____ MATERIAL TO PROCESS

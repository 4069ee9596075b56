#![allow(dead_code)]

use async_trait::async_trait;
use std::collections::{HashMap, VecDeque};
use std::path::Path;
use std::sync::atomic::{AtomicUsize, Ordering};
use std::sync::{Arc, Mutex};
use sync_core::remote::Result as RemoteResult;
use sync_core::{
    IdStore, Reauthenticator, RefreshController, RefreshError, RefreshPolicy, RemoteError,
    RemoteTransport, Session, SyncEngine,
};
use tempfile::TempDir;

pub const SPACE: &str = "space-1";

/// A call as seen by the mock service.
#[derive(Debug, Clone, PartialEq, Eq)]
pub enum Call {
    Open(String),
    Create { title: String, content: String },
    Update { id: String, title: String },
    Delete(Vec<String>),
    Health,
}

#[derive(Default)]
struct ServiceState {
    objects: HashMap<String, (String, String)>,
    calls: Vec<Call>,
    failures: VecDeque<RemoteError>,
    accepted_token: Option<String>,
    next_id: usize,
}

/// In-memory object service that records every call.
#[derive(Default)]
pub struct MockTransport {
    state: Mutex<ServiceState>,
}

impl MockTransport {
    pub fn new() -> Arc<Self> {
        Arc::new(Self::default())
    }

    /// Only `token` is accepted from now on; anything else is Unauthenticated.
    pub fn accept_only(&self, token: &str) {
        self.state.lock().unwrap().accepted_token = Some(token.to_string());
    }

    /// Fail the next call with `err`.
    pub fn fail_next(&self, err: RemoteError) {
        self.state.lock().unwrap().failures.push_back(err);
    }

    pub fn calls(&self) -> Vec<Call> {
        self.state.lock().unwrap().calls.clone()
    }

    pub fn creates(&self) -> usize {
        self.calls()
            .iter()
            .filter(|c| matches!(c, Call::Create { .. }))
            .count()
    }

    pub fn object(&self, id: &str) -> Option<(String, String)> {
        self.state.lock().unwrap().objects.get(id).cloned()
    }

    pub fn object_count(&self) -> usize {
        self.state.lock().unwrap().objects.len()
    }

    /// Drop an object behind the engine's back.
    pub fn forget_object(&self, id: &str) {
        self.state.lock().unwrap().objects.remove(id);
    }

    fn begin(&self, token: &str, call: Call) -> Result<std::sync::MutexGuard<'_, ServiceState>, RemoteError> {
        let mut state = self.state.lock().unwrap();
        state.calls.push(call);
        if let Some(err) = state.failures.pop_front() {
            return Err(err);
        }
        if state.accepted_token.as_deref().is_some_and(|t| t != token) {
            return Err(RemoteError::Unauthenticated);
        }
        Ok(state)
    }
}

#[async_trait]
impl RemoteTransport for MockTransport {
    async fn open_container(&self, token: &str, container_id: &str) -> RemoteResult<()> {
        let _state = self.begin(token, Call::Open(container_id.to_string()))?;
        Ok(())
    }

    async fn create_object(
        &self,
        token: &str,
        title: &str,
        content: &str,
        _container_id: &str,
    ) -> RemoteResult<String> {
        let mut state = self.begin(
            token,
            Call::Create {
                title: title.to_string(),
                content: content.to_string(),
            },
        )?;
        state.next_id += 1;
        let id = format!("obj-{}", state.next_id);
        state
            .objects
            .insert(id.clone(), (title.to_string(), content.to_string()));
        Ok(id)
    }

    async fn update_object(
        &self,
        token: &str,
        object_id: &str,
        title: &str,
        content: &str,
        _container_id: &str,
    ) -> RemoteResult<()> {
        let mut state = self.begin(
            token,
            Call::Update {
                id: object_id.to_string(),
                title: title.to_string(),
            },
        )?;
        match state.objects.get_mut(object_id) {
            Some(object) => {
                *object = (title.to_string(), content.to_string());
                Ok(())
            }
            None => Err(RemoteError::NotFound),
        }
    }

    async fn delete_objects(
        &self,
        token: &str,
        object_ids: &[String],
        _container_id: &str,
    ) -> RemoteResult<()> {
        let mut state = self.begin(token, Call::Delete(object_ids.to_vec()))?;
        for id in object_ids {
            if state.objects.remove(id).is_none() {
                return Err(RemoteError::NotFound);
            }
        }
        Ok(())
    }

    async fn health_check(&self, token: &str) -> RemoteResult<()> {
        let _state = self.begin(token, Call::Health)?;
        Ok(())
    }
}

/// Re-authenticator that hands out `fresh-N` tokens and counts calls.
#[derive(Default)]
pub struct MockReauth {
    calls: AtomicUsize,
}

impl MockReauth {
    pub fn new() -> Arc<Self> {
        Arc::new(Self::default())
    }

    pub fn calls(&self) -> usize {
        self.calls.load(Ordering::SeqCst)
    }
}

#[async_trait]
impl Reauthenticator for MockReauth {
    async fn reauthenticate(&self) -> Result<String, RefreshError> {
        let n = self.calls.fetch_add(1, Ordering::SeqCst) + 1;
        Ok(format!("fresh-{n}"))
    }
}

/// Everything a test needs around one engine.
pub struct Harness {
    pub dir: TempDir,
    pub transport: Arc<MockTransport>,
    pub reauth: Arc<MockReauth>,
    pub engine: Arc<SyncEngine>,
}

impl Harness {
    pub fn new() -> Self {
        let dir = TempDir::new().unwrap();
        std::fs::create_dir(dir.path().join("workspace")).unwrap();

        let transport = MockTransport::new();
        let reauth = MockReauth::new();
        let refresh = RefreshController::new("initial", reauth.clone(), RefreshPolicy::default());
        let session = Arc::new(Session::connected(transport.clone(), refresh));
        let store = Arc::new(IdStore::open(dir.path().join("objectmap.json")).unwrap());
        let engine = Arc::new(SyncEngine::new(session, store, SPACE));

        Self {
            dir,
            transport,
            reauth,
            engine,
        }
    }

    pub fn root(&self) -> std::path::PathBuf {
        self.dir.path().join("workspace")
    }

    pub fn write(&self, name: &str, content: &str) -> std::path::PathBuf {
        let path = self.root().join(name);
        if let Some(parent) = path.parent() {
            std::fs::create_dir_all(parent).unwrap();
        }
        std::fs::write(&path, content).unwrap();
        path
    }

    pub fn delete(&self, path: &Path) {
        std::fs::remove_file(path).unwrap();
    }

    pub fn store(&self) -> &IdStore {
        self.engine.store()
    }

    /// Reopen the mapping file from disk.
    pub fn reload_store(&self) -> IdStore {
        IdStore::open(self.dir.path().join("objectmap.json")).unwrap()
    }
}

________

→ WHAT THE TASK ASKS: For each line above that contains the word "Option", copy that line.

→ RESPONSE AREA:
    accepted_token: Option<String>,
    pub fn object(&self, id: &str) -> Option<(String, String)> {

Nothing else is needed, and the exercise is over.